=== RAW DATA ===
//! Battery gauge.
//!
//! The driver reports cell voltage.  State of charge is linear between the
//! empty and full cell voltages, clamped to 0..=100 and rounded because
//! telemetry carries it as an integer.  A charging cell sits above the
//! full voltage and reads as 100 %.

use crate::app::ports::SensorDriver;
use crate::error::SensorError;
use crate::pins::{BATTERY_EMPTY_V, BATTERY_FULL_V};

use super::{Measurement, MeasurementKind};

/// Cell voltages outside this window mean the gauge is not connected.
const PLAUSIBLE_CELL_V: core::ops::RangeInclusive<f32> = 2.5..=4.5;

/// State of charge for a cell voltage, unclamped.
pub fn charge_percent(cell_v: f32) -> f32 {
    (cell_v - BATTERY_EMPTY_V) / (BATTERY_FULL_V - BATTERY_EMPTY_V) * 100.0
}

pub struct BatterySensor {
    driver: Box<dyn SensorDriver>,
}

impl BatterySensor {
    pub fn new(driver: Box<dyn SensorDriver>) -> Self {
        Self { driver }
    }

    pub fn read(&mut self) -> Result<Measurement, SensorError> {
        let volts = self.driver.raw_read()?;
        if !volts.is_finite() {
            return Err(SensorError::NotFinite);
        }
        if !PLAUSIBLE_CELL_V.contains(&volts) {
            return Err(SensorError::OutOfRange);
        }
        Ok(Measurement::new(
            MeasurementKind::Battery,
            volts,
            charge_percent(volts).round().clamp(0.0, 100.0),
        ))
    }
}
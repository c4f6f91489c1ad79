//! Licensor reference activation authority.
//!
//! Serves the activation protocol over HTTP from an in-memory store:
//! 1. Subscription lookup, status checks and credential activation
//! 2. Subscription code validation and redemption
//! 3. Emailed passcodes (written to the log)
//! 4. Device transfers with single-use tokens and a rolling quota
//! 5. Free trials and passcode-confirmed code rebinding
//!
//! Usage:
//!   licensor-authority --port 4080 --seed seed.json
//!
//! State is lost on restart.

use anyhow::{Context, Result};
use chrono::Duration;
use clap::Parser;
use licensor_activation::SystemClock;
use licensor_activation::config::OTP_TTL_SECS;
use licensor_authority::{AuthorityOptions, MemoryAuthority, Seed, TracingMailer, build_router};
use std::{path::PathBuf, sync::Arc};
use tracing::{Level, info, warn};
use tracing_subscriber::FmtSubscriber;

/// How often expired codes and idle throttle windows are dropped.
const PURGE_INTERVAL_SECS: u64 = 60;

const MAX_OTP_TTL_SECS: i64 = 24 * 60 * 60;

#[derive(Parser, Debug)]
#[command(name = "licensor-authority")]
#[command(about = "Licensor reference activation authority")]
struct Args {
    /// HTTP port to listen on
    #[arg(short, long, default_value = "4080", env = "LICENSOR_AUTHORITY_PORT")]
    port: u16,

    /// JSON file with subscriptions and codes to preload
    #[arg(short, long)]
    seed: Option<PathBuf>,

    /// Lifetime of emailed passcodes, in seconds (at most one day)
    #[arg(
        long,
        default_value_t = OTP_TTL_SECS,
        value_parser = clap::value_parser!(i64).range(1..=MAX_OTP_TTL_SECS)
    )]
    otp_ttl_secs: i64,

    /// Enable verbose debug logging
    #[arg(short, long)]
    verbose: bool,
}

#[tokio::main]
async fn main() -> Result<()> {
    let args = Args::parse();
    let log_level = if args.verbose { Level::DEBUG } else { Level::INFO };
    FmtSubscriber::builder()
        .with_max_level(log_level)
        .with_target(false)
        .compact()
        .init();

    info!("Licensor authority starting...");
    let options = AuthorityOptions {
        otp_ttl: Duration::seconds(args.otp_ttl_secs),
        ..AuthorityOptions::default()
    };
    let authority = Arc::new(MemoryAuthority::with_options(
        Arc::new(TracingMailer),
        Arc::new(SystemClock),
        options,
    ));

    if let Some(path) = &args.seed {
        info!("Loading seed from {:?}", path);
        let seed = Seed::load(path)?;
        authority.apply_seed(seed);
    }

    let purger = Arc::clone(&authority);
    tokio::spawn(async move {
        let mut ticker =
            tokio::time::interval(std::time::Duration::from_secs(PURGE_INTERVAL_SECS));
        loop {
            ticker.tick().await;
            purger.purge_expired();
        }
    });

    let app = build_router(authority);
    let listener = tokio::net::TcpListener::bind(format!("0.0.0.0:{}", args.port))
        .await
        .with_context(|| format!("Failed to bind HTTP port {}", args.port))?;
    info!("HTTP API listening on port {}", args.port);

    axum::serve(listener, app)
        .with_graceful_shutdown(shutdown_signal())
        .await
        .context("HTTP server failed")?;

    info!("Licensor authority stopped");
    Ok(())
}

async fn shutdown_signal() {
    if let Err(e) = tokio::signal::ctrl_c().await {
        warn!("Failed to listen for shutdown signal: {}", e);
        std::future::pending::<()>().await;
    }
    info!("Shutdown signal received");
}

=== HOW TO COMPLETE THIS TASK ===
Reproduce only this range: the first line of the data above through the line with "reads as 100 %.", both included, exactly as written.

=== ANSWER AREA ===
//! Battery gauge.
//!
//! The driver reports cell voltage.  State of charge is linear between the
//! empty and full cell voltages, clamped to 0..=100 and rounded because
//! telemetry carries it as an integer.  A charging cell sits above the
//! full voltage and reads as 100 %.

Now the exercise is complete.